Vertebral body versus iliac crest bone marrow as a source of multipotential stromal cells: Comparison of processing techniques, tri-lineage differentiation and application on a scaffold for spine fusion.

Abstract

The potential use of bone progenitors, multipotential stromal cells (MSCs) helping spine fusion is increasing, but convenient MSC sources and effective processing methods are critical factors yet to be optimised. The aim of this study was to test the effect of bone marrow processing on the MSC abundance and to compare the differentiation capabilities of vertebral body-bone marrow (VB-BM) MSCs versus iliac crest-bone marrow (IC-BM) MSCs. We assessed the effect of the red blood cell lysis (ammonium chloride, AC) and density-gradient centrifugation (Lymphoprep™, LMP), on the extracted VB-BM and IC-BM MSC numbers. The MSC abundance (indicated by colony counts and CD45lowCD271high cell numbers), phenotype, proliferation and tri-lineage differentiation of VB-BM MSCs were compared with donor-matched IC-BM MSCs. Importantly, the MSC attachment and osteogenesis were examined when VB-BM and IC-BM samples were loaded on a beta-tricalcium phosphate scaffold. In contrast to LMP, using AC yielded more colonies from IC-BM and VB-BM aspirates (p = 0.0019 & p = 0.0201 respectively). For IC-BM and VB-BM, the colony counts and CD45lowCD271high cell numbers were comparable (p = 0.5186, p = 0.2640 respectively).

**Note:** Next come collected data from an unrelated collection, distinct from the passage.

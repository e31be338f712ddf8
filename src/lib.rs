//! `fit2go-dashboard` library crate.
//!
//! The binary (`fit2go`) is a thin wrapper around this library so that:
//!
//! - aggregation and the poller lifecycle are testable without a backend
//! - modules are reusable by other front-ends
//! - code stays easy to navigate as the project grows

pub mod aggregate;
pub mod app;
pub mod cli;
pub mod data;
pub mod domain;
pub mod error;
pub mod io;
pub mod poller;
pub mod report;
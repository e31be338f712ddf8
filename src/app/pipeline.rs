//! Shared "daily summary" workflow used by the `day` command.
//!
//! fetch each source -> tolerate failures -> integrate
//!
//! A source that cannot be fetched or decoded is logged and treated as an
//! empty record, so one broken source never hides the others.

use chrono::NaiveDate;
use log::warn;

use crate::aggregate::integrate;
use crate::domain::{DataSource, IntegratedDailySummary, SourceDailyRecord};
use crate::error::AppError;

/// All computed outputs of a single daily merge.
#[derive(Debug, Clone)]
pub struct DailyOutput {
    pub date: NaiveDate,
    /// Sources that answered successfully.
    pub loaded: Vec<DataSource>,
    pub failed: Vec<(DataSource, AppError)>,
    pub summary: IntegratedDailySummary,
}

/// Fetch `sources` for `date` through `fetch` and merge them.
pub fn run_daily<F>(date: NaiveDate, sources: &[DataSource], fetch: F) -> DailyOutput
where
    F: Fn(DataSource, NaiveDate) -> Result<SourceDailyRecord, AppError>,
{
    let mut records = Vec::with_capacity(sources.len());
    let mut loaded = Vec::new();
    let mut failed = Vec::new();

    for &source in sources {
        match fetch(source, date) {
            Ok(record) => {
                loaded.push(source);
                records.push(record);
            }
            Err(err) => {
                warn!("{} data for {date} unavailable: {err}", source.display_name());
                failed.push((source, err));
                records.push(SourceDailyRecord::default());
            }
        }
    }

    DailyOutput {
        date,
        loaded,
        failed,
        summary: integrate(&records),
    }
}

#[cfg(test)]
mod tests {
    use super::*;

    fn date() -> NaiveDate {
        NaiveDate::from_ymd_opt(2025, 3, 1).unwrap()
    }

    #[test]
    fn failing_source_does_not_break_the_day() {
        let out = run_daily(date(), &DataSource::ALL, |source, _| match source {
            DataSource::Fit2Go => Ok(SourceDailyRecord {
                avg_heart_rate: Some(120.0),
                duration: Some(30.0),
                steps: Some(1000),
                ..Default::default()
            }),
            DataSource::GoogleFit => Err(AppError::network("GET /api/daily/googlefit failed with status 500.")),
            DataSource::HealthConnect => Ok(SourceDailyRecord {
                avg_heart_rate: Some(100.0),
                duration: Some(10.0),
                steps: Some(500),
                ..Default::default()
            }),
        });

        assert_eq!(out.loaded, vec![DataSource::Fit2Go, DataSource::HealthConnect]);
        assert_eq!(out.failed.len(), 1);
        assert_eq!(out.failed[0].0, DataSource::GoogleFit);
        assert_eq!(out.summary.total_steps, 1500);
        assert!((out.summary.avg_heart_rate.unwrap() - 115.0).abs() < 1e-9);
    }

    #[test]
    fn null_collections_keep_the_source_totals() {
        let out = run_daily(date(), &[DataSource::GoogleFit], |_, _| {
            serde_json::from_str::<SourceDailyRecord>(
                r#"{"calories": 300, "steps": 1000, "timeSlots": null, "activityLevels": null}"#,
            )
            .map_err(|e| AppError::malformed(e.to_string()))
        });
        assert_eq!(out.loaded, vec![DataSource::GoogleFit]);
        assert!(out.failed.is_empty());
        assert_eq!(out.summary.total_calories, 300.0);
        assert_eq!(out.summary.total_steps, 1000);
    }

    #[test]
    fn all_sources_failing_yields_empty_summary() {
        let out = run_daily(date(), &DataSource::ALL, |_, _| Err(AppError::network("offline")));
        assert!(out.loaded.is_empty());
        assert_eq!(out.summary, IntegratedDailySummary::default());
    }
}
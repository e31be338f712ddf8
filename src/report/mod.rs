//! Reporting utilities: formatted terminal output and the terminal display sink.
//!
//! We keep formatting code in one place so the fetch/aggregate code stays
//! clean and output changes are localized.

pub mod format;
pub mod terminal;

pub use format::*;
pub use terminal::TerminalSink;
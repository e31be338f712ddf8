//! Domain types used throughout the client.
//!
//! This module defines:
//!
//! - per-source daily records and the integrated daily summary
//! - live session snapshots and the readouts pushed to display sinks
//! - backend response shapes (history, daily buckets, sessions, sync results)

pub mod nullable;
pub mod timestamp;
pub mod types;

pub use types::*;
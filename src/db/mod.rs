//! SQLite persistence backend.

mod schema;

use std::path::{Path, PathBuf};

use anyhow::{Context, Result};
use chrono::{DateTime, Utc};
use rusqlite::{Connection, Transaction};
use uuid::Uuid;

use crate::models::*;
use crate::persistence::*;

/// Board storage in a single SQLite file.
///
/// Changes are staged in memory and written in one transaction per
/// [`save`](Persistence::save). Rows keep their SQLite rowid across updates,
/// so loading by rowid reproduces collection order.
pub struct Database {
    conn: Connection,
    pending: Vec<Change>,
}

impl Database {
    pub fn open(path: impl AsRef<Path>) -> Result<Self> {
        let path = path.as_ref();
        if let Some(parent) = path.parent().filter(|p| !p.as_os_str().is_empty()) {
            std::fs::create_dir_all(parent).with_context(|| {
                format!("Failed to create database directory {}", parent.display())
            })?;
        }
        let conn = Connection::open(path)
            .with_context(|| format!("Failed to open database {}", path.display()))?;
        conn.pragma_update(None, "journal_mode", "WAL")?;
        Self::from_connection(conn)
    }

    pub fn open_memory() -> Result<Self> {
        Self::from_connection(Connection::open_in_memory()?)
    }

    fn from_connection(conn: Connection) -> Result<Self> {
        conn.pragma_update(None, "foreign_keys", "ON")?;
        Ok(Self {
            conn,
            pending: Vec::new(),
        })
    }

    pub fn migrate(&self) -> Result<()> {
        schema::run_migrations(&self.conn)
    }

    pub fn pending_len(&self) -> usize {
        self.pending.len()
    }

    /// Total rows per table as `(projects, tickets, instructions)`.
    pub fn row_counts(&self) -> Result<(usize, usize, usize)> {
        let count = |table: &str| -> Result<usize> {
            let n: i64 = self
                .conn
                .query_row(&format!("SELECT COUNT(*) FROM {table}"), [], |row| row.get(0))?;
            Ok(n as usize)
        };
        Ok((count("projects")?, count("tickets")?, count("instructions")?))
    }

    fn apply(tx: &Transaction<'_>, change: &Change) -> Result<()> {
        match change {
            Change::Insert(Record::Project(p)) => {
                tx.execute(
                    "INSERT INTO projects (id, name, created_at) VALUES (?, ?, ?)
                     ON CONFLICT(id) DO UPDATE SET name = excluded.name",
                    (p.id.to_string(), &p.name, p.created_at.to_rfc3339()),
                )?;
            }
            Change::Insert(Record::Ticket(t)) => {
                tx.execute(
                    "INSERT INTO tickets (id, project_id, title, description, status, priority, created_at)
                     VALUES (?, ?, ?, ?, ?, ?, ?)
                     ON CONFLICT(id) DO UPDATE SET
                        title = excluded.title,
                        description = excluded.description,
                        status = excluded.status,
                        priority = excluded.priority",
                    (
                        t.id.to_string(),
                        t.project_id.to_string(),
                        &t.title,
                        &t.description,
                        t.status.as_str(),
                        t.priority.as_str(),
                        t.created_at.to_rfc3339(),
                    ),
                )?;
            }
            Change::Insert(Record::Instruction(i)) => {
                tx.execute(
                    "INSERT INTO instructions (id, ticket_id, text, completed) VALUES (?, ?, ?, ?)
                     ON CONFLICT(id) DO UPDATE SET text = excluded.text, completed = excluded.completed",
                    (
                        i.id.to_string(),
                        i.ticket_id.to_string(),
                        &i.text,
                        i.completed,
                    ),
                )?;
            }
            Change::Delete(key) => {
                let (table, id) = match key {
                    EntityKey::Project(id) => ("projects", id),
                    EntityKey::Ticket(id) => ("tickets", id),
                    EntityKey::Instruction(id) => ("instructions", id),
                };
                tx.execute(
                    &format!("DELETE FROM {table} WHERE id = ?"),
                    [id.to_string()],
                )?;
            }
        }
        Ok(())
    }
}

impl Persistence for Database {
    fn insert(&mut self, record: Record) {
        self.pending.push(Change::Insert(record));
    }

    fn delete(&mut self, key: EntityKey) {
        self.pending.push(Change::Delete(key));
    }

    fn save(&mut self) -> Result<()> {
        if self.pending.is_empty() {
            return Ok(());
        }

        let tx = self.conn.transaction()?;
        let failure = self.pending.iter().find_map(|change| {
            Self::apply(&tx, change).err().map(|e| (e, format!("{:?}", change)))
        });
        if let Some((e, change)) = failure {
            drop(tx);
            // A constraint failure repeats on every retry, so the batch is dropped.
            if is_constraint_violation(&e) {
                tracing::error!(
                    "Discarding {} staged change(s), {} violates a constraint: {:#}",
                    self.pending.len(),
                    change,
                    e
                );
                self.pending.clear();
            }
            return Err(e.context(format!("Failed to apply {change}")));
        }
        tx.commit().context("Failed to commit board changes")?;

        tracing::debug!("Saved {} change(s)", self.pending.len());
        self.pending.clear();
        Ok(())
    }
}

impl Load for Database {
    fn load_projects(&self) -> Result<Vec<Project>> {
        let mut stmt = self
            .conn
            .prepare("SELECT id, name, created_at FROM projects ORDER BY rowid")?;
        let projects = stmt
            .query_map([], |row| {
                Ok((
                    row.get::<_, String>(0)?,
                    row.get::<_, String>(1)?,
                    row.get::<_, String>(2)?,
                ))
            })?
            .collect::<Result<Vec<_>, _>>()?
            .into_iter()
            .map(|(id, name, created_at)| -> Result<ProjectRecord> {
                Ok(ProjectRecord {
                    id: parse_uuid(&id)?,
                    name,
                    created_at: parse_datetime(&created_at)?,
                })
            })
            .collect::<Result<Vec<_>>>()?;

        let mut stmt = self.conn.prepare(
            "SELECT id, project_id, title, description, status, priority, created_at
             FROM tickets ORDER BY rowid",
        )?;
        let tickets = stmt
            .query_map([], |row| {
                Ok((
                    row.get::<_, String>(0)?,
                    row.get::<_, String>(1)?,
                    row.get::<_, String>(2)?,
                    row.get::<_, String>(3)?,
                    row.get::<_, String>(4)?,
                    row.get::<_, String>(5)?,
                    row.get::<_, String>(6)?,
                ))
            })?
            .collect::<Result<Vec<_>, _>>()?
            .into_iter()
            .map(
                |(id, project_id, title, description, status, priority, created_at)| -> Result<TicketRecord> {
                    Ok(TicketRecord {
                        id: parse_uuid(&id)?,
                        project_id: parse_uuid(&project_id)?,
                        title,
                        description,
                        status: Status::from_str(&status)
                            .with_context(|| format!("Unknown ticket status '{status}'"))?,
                        priority: Priority::from_str(&priority)
                            .with_context(|| format!("Unknown ticket priority '{priority}'"))?,
                        created_at: parse_datetime(&created_at)?,
                    })
                },
            )
            .collect::<Result<Vec<_>>>()?;

        let mut stmt = self
            .conn
            .prepare("SELECT id, ticket_id, text, completed FROM instructions ORDER BY rowid")?;
        let instructions = stmt
            .query_map([], |row| {
                Ok((
                    row.get::<_, String>(0)?,
                    row.get::<_, String>(1)?,
                    row.get::<_, String>(2)?,
                    row.get::<_, bool>(3)?,
                ))
            })?
            .collect::<Result<Vec<_>, _>>()?
            .into_iter()
            .map(|(id, ticket_id, text, completed)| -> Result<InstructionRecord> {
                Ok(InstructionRecord {
                    id: parse_uuid(&id)?,
                    ticket_id: parse_uuid(&ticket_id)?,
                    text,
                    completed,
                })
            })
            .collect::<Result<Vec<_>>>()?;

        Ok(assemble(projects, tickets, instructions))
    }
}

/// `<data dir>/kanban.db` under the platform's per-user data directory.
pub fn default_path() -> Result<PathBuf> {
    let dirs = directories::ProjectDirs::from("", "", "kanban-board")
        .ok_or_else(|| anyhow::anyhow!("Could not determine data directory"))?;
    Ok(dirs.data_dir().join("kanban.db"))
}

fn is_constraint_violation(e: &anyhow::Error) -> bool {
    matches!(
        e.downcast_ref::<rusqlite::Error>(),
        Some(rusqlite::Error::SqliteFailure(err, _))
            if err.code == rusqlite::ErrorCode::ConstraintViolation
    )
}

fn parse_uuid(s: &str) -> Result<Uuid> {
    Uuid::parse_str(s).with_context(|| format!("Invalid id '{s}' in database"))
}

fn parse_datetime(s: &str) -> Result<DateTime<Utc>> {
    DateTime::parse_from_rfc3339(s)
        .map(|dt| dt.with_timezone(&Utc))
        .with_context(|| format!("Invalid timestamp '{s}' in database"))
}
use uuid::Uuid;

/// Errors produced by board operations.
#[derive(Debug, Clone, PartialEq, Eq, thiserror::Error)]
pub enum Error {
    /// A required text field was empty. Nothing was changed.
    #[error("{field} must not be empty")]
    Validation { field: &'static str },

    /// The entity is no longer on the board. Mutators treat this as a
    /// no-op; it only surfaces from lookups.
    #[error("{entity} {id} not found")]
    NotFound { entity: &'static str, id: Uuid },
}

pub type Result<T> = std::result::Result<T, Error>;

/// Rejects `value` if it is blank, otherwise returns it unchanged.
pub(crate) fn require_text(field: &'static str, value: &str) -> Result<String> {
    if value.trim().is_empty() {
        return Err(Error::Validation { field });
    }
    Ok(value.to_string())
}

Furthermore, cultured VB-BM MSCs exhibited the same phenotype, proliferative and adipogenic potential, but a higher osteogenic and chondrogenic capabilities than IC-BM MSCs (p = 0.0010 and p = 0.0005 for calcium and glycosaminoglycan (GAG) levels, respectively). The gene expression data confirmed higher chondrogenesis for VB-BM MSCs than IC-BM MSCs, but osteogenic gene expression levels were comparable. When loaded on Vitoss™, both MSCs showed a similar degree of attachment and survival, but a better osteogenic ability was detected for VB-BM MSCs as measured by alkaline phosphatase activity (p = 0.0386). Collectively, the BM processing using AC had more MSC yield than using LMP. VB-BM MSCs have a comparable phenotype and proliferative capacity, but higher chondrogenesis and osteogenesis with or without using scaffold than donor-matched IC-BM MSCs. Given better accessibility, VB-BM could be an ideal MSC source for spinal bone fusion.